Collected data entries:
►
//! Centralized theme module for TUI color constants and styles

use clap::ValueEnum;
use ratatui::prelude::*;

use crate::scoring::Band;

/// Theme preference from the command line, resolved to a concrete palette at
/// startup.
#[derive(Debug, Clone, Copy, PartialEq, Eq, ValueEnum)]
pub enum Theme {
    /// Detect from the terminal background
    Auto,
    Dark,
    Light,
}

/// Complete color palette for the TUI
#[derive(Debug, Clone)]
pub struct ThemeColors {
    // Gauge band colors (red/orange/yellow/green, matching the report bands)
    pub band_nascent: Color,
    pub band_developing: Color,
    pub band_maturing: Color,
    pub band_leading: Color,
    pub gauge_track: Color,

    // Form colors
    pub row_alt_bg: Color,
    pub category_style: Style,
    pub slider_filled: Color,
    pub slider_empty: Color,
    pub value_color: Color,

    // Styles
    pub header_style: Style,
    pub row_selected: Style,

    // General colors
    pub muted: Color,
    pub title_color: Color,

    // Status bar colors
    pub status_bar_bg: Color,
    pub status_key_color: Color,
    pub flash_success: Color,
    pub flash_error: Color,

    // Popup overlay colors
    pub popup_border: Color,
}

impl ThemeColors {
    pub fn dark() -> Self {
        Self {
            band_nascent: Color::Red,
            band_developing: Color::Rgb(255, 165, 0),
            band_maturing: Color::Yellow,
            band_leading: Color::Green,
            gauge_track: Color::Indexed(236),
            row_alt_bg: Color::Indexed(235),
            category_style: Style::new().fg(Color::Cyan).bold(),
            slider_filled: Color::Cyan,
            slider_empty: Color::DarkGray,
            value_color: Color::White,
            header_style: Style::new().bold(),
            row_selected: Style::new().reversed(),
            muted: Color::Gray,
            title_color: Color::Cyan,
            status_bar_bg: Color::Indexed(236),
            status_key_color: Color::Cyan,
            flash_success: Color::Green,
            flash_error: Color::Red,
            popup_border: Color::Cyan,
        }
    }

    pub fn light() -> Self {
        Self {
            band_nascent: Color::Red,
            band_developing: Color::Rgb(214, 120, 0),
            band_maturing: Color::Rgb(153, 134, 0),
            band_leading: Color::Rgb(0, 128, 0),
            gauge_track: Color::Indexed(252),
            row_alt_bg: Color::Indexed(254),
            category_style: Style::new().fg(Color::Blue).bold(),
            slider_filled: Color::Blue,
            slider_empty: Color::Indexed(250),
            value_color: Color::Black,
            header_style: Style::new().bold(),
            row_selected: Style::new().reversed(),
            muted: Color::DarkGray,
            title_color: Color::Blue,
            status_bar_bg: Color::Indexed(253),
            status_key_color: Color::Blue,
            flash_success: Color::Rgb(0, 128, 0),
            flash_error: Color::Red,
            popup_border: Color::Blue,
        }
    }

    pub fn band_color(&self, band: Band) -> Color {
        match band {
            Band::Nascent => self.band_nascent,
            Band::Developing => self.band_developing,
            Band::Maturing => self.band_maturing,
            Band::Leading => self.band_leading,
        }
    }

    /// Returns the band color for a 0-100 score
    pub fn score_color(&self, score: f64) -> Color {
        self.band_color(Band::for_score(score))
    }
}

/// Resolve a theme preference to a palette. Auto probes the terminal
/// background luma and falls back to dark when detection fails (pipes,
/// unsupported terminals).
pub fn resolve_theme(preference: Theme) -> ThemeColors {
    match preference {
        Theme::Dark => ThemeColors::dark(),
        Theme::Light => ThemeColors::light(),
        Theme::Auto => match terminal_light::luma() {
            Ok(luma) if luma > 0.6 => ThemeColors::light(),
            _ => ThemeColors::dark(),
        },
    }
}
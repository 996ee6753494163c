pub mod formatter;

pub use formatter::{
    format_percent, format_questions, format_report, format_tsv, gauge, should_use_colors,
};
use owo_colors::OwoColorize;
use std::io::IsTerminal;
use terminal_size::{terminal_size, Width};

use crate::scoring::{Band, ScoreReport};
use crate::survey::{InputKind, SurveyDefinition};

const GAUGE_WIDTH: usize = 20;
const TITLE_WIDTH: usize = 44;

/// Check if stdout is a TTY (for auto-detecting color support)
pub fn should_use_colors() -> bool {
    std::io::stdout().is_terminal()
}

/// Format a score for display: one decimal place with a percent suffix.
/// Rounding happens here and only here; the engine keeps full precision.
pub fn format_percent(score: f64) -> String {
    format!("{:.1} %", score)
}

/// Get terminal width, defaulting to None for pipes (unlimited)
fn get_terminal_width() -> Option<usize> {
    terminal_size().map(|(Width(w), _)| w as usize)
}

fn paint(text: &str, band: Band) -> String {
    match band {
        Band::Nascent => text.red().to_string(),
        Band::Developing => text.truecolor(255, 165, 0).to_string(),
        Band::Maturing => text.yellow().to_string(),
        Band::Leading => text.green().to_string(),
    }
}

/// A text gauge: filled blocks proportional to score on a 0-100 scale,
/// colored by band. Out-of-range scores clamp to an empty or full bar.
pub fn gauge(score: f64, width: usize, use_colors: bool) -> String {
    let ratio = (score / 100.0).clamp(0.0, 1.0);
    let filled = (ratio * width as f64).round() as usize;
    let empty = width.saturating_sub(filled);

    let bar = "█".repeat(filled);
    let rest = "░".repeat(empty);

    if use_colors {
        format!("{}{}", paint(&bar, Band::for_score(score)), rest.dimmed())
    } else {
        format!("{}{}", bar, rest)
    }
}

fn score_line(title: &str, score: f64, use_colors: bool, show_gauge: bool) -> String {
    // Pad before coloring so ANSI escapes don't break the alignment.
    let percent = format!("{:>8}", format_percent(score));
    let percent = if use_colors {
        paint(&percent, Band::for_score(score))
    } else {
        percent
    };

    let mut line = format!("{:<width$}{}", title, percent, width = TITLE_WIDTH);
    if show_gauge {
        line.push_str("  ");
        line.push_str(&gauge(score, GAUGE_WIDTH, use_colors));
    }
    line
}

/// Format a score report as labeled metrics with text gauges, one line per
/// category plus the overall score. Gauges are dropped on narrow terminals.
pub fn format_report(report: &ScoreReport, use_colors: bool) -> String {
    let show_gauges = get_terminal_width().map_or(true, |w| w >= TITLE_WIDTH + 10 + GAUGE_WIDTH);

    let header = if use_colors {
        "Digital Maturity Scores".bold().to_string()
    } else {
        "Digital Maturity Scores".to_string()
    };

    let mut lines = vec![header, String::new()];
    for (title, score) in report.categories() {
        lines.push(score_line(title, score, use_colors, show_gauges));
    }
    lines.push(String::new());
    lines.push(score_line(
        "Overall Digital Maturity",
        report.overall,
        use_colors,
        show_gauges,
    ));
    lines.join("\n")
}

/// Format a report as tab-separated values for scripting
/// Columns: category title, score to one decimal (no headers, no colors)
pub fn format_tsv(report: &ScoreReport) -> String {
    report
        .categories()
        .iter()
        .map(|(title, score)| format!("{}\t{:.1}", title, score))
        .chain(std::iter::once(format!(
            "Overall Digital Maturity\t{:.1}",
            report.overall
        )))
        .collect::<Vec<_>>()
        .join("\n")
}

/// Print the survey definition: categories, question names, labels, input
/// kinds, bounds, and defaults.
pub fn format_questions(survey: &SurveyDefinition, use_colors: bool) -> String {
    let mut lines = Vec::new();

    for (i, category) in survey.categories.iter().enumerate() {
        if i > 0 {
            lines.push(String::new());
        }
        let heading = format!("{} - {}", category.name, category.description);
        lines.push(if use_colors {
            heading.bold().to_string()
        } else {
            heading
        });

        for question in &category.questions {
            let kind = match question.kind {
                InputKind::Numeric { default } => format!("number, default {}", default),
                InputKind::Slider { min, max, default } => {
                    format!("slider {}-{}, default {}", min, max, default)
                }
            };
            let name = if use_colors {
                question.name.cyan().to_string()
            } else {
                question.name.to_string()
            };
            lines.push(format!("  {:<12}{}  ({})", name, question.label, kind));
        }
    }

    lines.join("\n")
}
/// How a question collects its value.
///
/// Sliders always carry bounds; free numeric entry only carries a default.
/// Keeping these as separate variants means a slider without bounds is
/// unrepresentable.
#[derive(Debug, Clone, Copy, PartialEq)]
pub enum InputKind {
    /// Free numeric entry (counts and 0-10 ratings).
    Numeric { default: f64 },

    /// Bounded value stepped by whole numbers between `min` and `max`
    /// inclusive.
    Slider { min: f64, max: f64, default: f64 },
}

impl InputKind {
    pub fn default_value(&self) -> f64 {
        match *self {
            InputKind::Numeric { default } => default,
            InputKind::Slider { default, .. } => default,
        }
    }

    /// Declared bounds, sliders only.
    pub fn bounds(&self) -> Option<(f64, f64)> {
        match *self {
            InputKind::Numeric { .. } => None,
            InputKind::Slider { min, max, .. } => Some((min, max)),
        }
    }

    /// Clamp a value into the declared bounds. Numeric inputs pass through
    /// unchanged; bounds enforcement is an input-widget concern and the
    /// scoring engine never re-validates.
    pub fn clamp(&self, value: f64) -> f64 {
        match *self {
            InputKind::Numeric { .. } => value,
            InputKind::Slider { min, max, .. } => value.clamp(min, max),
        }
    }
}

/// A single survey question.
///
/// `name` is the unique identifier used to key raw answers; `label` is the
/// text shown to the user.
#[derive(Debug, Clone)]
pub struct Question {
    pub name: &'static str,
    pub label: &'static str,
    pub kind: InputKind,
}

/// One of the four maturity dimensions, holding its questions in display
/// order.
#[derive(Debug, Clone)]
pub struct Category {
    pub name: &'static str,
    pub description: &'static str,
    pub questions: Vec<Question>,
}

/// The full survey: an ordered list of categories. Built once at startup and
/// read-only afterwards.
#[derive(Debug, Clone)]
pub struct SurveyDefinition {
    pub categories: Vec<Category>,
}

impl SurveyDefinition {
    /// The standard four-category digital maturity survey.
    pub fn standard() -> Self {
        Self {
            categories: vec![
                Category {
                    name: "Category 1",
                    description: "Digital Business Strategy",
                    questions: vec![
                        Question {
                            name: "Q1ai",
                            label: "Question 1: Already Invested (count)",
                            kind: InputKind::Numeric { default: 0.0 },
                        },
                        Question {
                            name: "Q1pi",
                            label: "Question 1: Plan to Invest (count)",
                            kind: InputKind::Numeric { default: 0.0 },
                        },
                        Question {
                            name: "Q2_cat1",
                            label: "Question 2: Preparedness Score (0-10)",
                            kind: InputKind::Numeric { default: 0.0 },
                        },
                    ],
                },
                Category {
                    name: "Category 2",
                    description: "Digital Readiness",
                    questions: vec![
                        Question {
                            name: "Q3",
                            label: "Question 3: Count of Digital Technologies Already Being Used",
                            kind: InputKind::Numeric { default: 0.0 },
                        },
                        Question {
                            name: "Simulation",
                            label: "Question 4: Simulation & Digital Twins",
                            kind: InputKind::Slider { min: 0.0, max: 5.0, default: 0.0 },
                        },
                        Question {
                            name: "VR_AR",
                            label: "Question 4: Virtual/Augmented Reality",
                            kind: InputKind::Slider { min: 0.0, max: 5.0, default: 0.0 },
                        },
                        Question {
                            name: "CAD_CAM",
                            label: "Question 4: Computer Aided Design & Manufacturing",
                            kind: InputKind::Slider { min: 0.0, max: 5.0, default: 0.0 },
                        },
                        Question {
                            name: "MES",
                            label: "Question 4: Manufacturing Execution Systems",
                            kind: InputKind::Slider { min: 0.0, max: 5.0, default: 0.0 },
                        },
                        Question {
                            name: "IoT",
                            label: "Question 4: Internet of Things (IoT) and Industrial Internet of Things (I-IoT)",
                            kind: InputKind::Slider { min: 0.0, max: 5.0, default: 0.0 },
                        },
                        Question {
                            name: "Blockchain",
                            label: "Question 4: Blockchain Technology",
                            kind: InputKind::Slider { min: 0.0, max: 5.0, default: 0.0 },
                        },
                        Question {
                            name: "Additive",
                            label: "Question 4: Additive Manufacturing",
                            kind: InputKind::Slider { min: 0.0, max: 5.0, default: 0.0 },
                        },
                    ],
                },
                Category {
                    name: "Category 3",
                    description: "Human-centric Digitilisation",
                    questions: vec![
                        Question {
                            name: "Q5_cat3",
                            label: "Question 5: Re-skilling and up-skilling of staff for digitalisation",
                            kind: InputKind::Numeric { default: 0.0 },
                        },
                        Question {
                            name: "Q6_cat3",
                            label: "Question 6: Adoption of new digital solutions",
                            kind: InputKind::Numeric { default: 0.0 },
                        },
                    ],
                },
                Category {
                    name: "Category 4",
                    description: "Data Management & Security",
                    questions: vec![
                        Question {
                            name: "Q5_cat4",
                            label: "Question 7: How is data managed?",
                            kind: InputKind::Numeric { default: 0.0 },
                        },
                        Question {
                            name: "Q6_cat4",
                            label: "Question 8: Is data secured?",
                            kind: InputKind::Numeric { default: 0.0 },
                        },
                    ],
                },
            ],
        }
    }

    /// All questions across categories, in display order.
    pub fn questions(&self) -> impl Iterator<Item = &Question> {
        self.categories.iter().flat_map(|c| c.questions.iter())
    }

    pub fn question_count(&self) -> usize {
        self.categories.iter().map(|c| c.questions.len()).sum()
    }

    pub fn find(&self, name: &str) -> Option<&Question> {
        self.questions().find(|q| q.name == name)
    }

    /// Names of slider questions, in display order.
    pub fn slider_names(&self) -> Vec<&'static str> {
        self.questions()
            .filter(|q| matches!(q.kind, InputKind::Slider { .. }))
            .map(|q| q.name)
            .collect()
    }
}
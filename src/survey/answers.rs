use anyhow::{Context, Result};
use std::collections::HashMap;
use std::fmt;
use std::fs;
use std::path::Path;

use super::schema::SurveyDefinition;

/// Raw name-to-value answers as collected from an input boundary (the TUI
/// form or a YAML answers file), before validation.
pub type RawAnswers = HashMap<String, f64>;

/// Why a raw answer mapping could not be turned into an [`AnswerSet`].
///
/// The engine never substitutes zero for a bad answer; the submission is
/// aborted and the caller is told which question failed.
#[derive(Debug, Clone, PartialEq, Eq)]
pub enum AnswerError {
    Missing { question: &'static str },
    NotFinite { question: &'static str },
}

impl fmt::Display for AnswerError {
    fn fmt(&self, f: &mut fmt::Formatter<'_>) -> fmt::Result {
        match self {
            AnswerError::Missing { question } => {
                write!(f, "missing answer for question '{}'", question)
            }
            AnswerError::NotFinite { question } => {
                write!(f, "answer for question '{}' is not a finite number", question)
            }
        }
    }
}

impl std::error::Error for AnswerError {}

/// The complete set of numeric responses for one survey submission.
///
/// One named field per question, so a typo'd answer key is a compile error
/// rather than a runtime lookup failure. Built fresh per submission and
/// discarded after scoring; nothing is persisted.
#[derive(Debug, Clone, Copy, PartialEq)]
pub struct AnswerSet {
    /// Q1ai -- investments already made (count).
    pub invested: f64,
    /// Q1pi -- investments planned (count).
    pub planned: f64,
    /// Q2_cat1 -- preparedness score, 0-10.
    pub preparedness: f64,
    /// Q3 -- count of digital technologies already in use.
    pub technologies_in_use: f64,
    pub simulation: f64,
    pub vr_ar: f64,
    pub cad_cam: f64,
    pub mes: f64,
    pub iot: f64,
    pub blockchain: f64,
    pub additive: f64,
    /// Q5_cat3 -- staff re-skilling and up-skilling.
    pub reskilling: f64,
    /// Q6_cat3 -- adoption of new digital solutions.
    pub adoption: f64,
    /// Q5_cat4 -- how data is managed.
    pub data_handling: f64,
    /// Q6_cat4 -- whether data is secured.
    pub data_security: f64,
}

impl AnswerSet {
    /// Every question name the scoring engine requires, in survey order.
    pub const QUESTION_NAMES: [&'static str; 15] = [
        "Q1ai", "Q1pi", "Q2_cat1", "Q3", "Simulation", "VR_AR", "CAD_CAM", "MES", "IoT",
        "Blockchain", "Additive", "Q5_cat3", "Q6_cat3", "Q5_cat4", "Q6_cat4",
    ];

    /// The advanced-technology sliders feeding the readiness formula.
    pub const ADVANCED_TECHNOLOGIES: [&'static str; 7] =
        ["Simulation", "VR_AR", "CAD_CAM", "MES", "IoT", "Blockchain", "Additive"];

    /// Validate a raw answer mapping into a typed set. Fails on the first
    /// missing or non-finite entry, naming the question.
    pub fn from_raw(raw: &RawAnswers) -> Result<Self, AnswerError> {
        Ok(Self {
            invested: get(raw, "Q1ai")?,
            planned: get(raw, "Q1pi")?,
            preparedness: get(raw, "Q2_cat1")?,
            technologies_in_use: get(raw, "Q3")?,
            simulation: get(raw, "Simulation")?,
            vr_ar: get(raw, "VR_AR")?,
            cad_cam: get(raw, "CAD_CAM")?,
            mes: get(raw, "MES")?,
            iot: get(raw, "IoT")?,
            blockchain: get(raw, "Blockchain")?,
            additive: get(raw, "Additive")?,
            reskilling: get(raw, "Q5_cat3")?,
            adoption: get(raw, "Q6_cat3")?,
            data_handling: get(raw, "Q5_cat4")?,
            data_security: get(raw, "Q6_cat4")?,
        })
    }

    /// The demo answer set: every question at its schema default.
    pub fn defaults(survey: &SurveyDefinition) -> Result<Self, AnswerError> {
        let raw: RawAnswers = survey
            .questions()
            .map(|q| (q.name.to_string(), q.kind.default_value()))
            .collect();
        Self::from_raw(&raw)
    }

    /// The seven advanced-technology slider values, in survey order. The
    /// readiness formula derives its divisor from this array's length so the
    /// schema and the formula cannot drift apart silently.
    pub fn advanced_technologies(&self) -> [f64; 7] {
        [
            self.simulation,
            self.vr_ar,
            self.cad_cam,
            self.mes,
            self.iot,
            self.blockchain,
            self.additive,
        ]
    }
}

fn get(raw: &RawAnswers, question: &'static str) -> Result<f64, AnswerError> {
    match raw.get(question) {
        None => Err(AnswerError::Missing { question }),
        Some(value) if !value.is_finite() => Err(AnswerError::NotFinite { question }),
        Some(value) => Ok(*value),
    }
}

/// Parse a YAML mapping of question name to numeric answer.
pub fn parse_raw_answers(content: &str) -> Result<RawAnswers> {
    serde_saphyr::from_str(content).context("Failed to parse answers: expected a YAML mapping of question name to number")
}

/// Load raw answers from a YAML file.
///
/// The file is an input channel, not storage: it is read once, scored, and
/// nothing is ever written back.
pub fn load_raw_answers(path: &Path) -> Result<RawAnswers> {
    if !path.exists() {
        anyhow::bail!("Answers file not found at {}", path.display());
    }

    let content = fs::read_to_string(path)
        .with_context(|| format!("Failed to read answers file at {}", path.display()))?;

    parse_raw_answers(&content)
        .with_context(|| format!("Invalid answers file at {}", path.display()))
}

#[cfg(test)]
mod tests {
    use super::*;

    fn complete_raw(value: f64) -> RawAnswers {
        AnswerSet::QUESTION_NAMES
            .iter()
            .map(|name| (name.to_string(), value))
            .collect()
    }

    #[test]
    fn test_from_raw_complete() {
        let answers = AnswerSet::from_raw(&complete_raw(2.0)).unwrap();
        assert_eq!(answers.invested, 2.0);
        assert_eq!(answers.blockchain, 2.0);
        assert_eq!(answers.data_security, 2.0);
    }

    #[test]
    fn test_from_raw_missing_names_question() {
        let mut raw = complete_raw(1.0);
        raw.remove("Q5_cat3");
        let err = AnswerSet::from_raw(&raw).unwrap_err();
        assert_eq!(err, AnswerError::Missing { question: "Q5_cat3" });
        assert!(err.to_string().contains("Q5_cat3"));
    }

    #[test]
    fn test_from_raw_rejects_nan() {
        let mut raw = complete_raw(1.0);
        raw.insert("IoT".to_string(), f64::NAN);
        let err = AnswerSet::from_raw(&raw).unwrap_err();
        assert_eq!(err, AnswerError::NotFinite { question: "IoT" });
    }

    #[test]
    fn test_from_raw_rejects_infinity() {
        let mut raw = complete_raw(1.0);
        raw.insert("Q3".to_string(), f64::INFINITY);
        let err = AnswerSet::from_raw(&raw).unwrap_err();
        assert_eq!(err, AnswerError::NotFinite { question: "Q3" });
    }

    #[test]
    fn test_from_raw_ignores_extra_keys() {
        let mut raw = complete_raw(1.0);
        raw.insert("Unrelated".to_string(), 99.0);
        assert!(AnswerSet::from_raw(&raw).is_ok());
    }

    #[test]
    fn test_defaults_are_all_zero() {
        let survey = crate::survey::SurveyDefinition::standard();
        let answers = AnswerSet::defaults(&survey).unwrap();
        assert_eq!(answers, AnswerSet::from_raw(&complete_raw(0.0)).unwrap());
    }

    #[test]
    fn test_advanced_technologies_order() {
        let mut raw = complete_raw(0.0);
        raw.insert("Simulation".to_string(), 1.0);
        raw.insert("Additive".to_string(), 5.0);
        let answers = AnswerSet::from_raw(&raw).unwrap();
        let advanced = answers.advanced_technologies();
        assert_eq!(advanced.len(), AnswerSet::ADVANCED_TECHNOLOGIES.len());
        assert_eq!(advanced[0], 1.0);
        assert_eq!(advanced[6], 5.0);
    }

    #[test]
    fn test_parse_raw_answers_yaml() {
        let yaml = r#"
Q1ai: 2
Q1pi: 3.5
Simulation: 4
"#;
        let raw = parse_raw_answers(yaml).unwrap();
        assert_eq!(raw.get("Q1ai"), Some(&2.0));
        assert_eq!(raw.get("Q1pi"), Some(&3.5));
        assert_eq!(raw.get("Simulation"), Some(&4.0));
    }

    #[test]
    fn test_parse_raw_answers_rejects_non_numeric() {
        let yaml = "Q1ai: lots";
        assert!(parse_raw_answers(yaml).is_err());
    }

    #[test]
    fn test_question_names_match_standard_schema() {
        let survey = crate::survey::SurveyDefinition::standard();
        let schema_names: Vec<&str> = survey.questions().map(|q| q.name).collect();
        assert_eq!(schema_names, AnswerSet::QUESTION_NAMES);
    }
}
◄
**TASK PROMPT:**
From the entries, give the number of lines where the string "four" is found, and nothing else.

**RESULT FOR THIS EXERCISE:**
2